● What you have to do:
Below is a set of records. Please retype every one exactly.
-------
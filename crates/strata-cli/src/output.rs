//! Writing generated levels to the terminal and disk.

use std::fmt::Write as _;
use std::path::{Path, PathBuf};

use strata_level::{Level, Tile};
use strata_worldgen::debug_viz::{render_ascii, render_level};
use strata_worldgen::{StairsLink, WorldgenError};

/// One-line header plus the non-empty tile counts of `level`, most common first.
pub fn level_summary(level: &Level) -> String {
    let counts = level.tile_counts();
    let mut present: Vec<(Tile, u32)> = Tile::ALL
        .iter()
        .map(|&t| (t, counts[t.id() as usize]))
        .filter(|&(_, n)| n > 0)
        .collect();
    present.sort_by(|a, b| b.1.cmp(&a.1).then(a.0.cmp(&b.0)));

    let total = level.width() as f64 * level.height() as f64;
    let mut out = format!(
        "level {} ({}x{}, seed {:#018x}, hash {:016x})\n",
        level.depth(),
        level.width(),
        level.height(),
        level.seed(),
        level.content_hash()
    );
    for (tile, n) in present {
        let _ = writeln!(
            out,
            "  {:<12} {:>7} {:>6.2}%",
            tile.name(),
            n,
            n as f64 * 100.0 / total
        );
    }
    out
}

pub fn link_summary(link: &StairsLink) -> String {
    format!(
        "stairs {} <-> {}: {} pair(s)",
        link.lower,
        link.upper,
        link.positions.len()
    )
}

/// ASCII dump with a header line.
pub fn level_ascii(level: &Level) -> String {
    format!("== level {} ==\n{}", level.depth(), render_ascii(level))
}

/// PNG path for `level` inside `dir`.
pub fn png_path(dir: &Path, level: &Level) -> PathBuf {
    dir.join(format!("level_{}.png", level.depth()))
}

/// Write a PNG preview of `level` into `dir`, creating it if needed.
pub fn write_level_png(dir: &Path, level: &Level, scale: u32) -> Result<PathBuf, WorldgenError> {
    std::fs::create_dir_all(dir)?;
    let path = png_path(dir, level);
    render_level(level, scale)?.write_png(&path)?;
    Ok(path)
}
-------
● Task response:
filename crates/strata-cli/src/output.rs
//! Writing generated levels to the terminal and disk.

use std::fmt::Write as _;
use std::path::{Path, PathBuf};

use strata_level::{Level, Tile};
use strata_worldgen::debug_viz::{render_ascii, render_level};
use strata_worldgen::{StairsLink, WorldgenError};

/// One-line header plus the non-empty tile counts of `level`, most common first.
pub fn level_summary(level: &Level) -> String {
    let counts = level.tile_counts();
    let mut present: Vec<(Tile, u32)> = Tile::ALL
        .iter()
        .map(|&t| (t, counts[t.id() as usize]))
        .filter(|&(_, n)| n > 0)
        .collect();
    present.sort_by(|a, b| b.1.cmp(&a.1).then(a.0.cmp(&b.0)));

    let total = level.width() as f64 * level.height() as f64;
    let mut out = format!(
        "level {} ({}x{}, seed {:#018x}, hash {:016x})\n",
        level.depth(),
        level.width(),
        level.height(),
        level.seed(),
        level.content_hash()
    );
    for (tile, n) in present {
        let _ = writeln!(
            out,
            "  {:<12} {:>7} {:>6.2}%",
            tile.name(),
            n,
            n as f64 * 100.0 / total
        );
    }
    out
}

pub fn link_summary(link: &StairsLink) -> String {
    format!(
        "stairs {} <-> {}: {} pair(s)",
        link.lower,
        link.upper,
        link.positions.len()
    )
}

/// ASCII dump with a header line.
pub fn level_ascii(level: &Level) -> String {
    format!("== level {} ==\n{}", level.depth(), render_ascii(level))
}

/// PNG path for `level` inside `dir`.
pub fn png_path(dir: &Path, level: &Level) -> PathBuf {
    dir.join(format!("level_{}.png", level.depth()))
}

/// Write a PNG preview of `level` into `dir`, creating it if needed.
pub fn write_level_png(dir: &Path, level: &Level, scale: u32) -> Result<PathBuf, WorldgenError> {
    std::fs::create_dir_all(dir)?;
    let path = png_path(dir, level);
    render_level(level, scale)?.write_png(&path)?;
    Ok(path)
}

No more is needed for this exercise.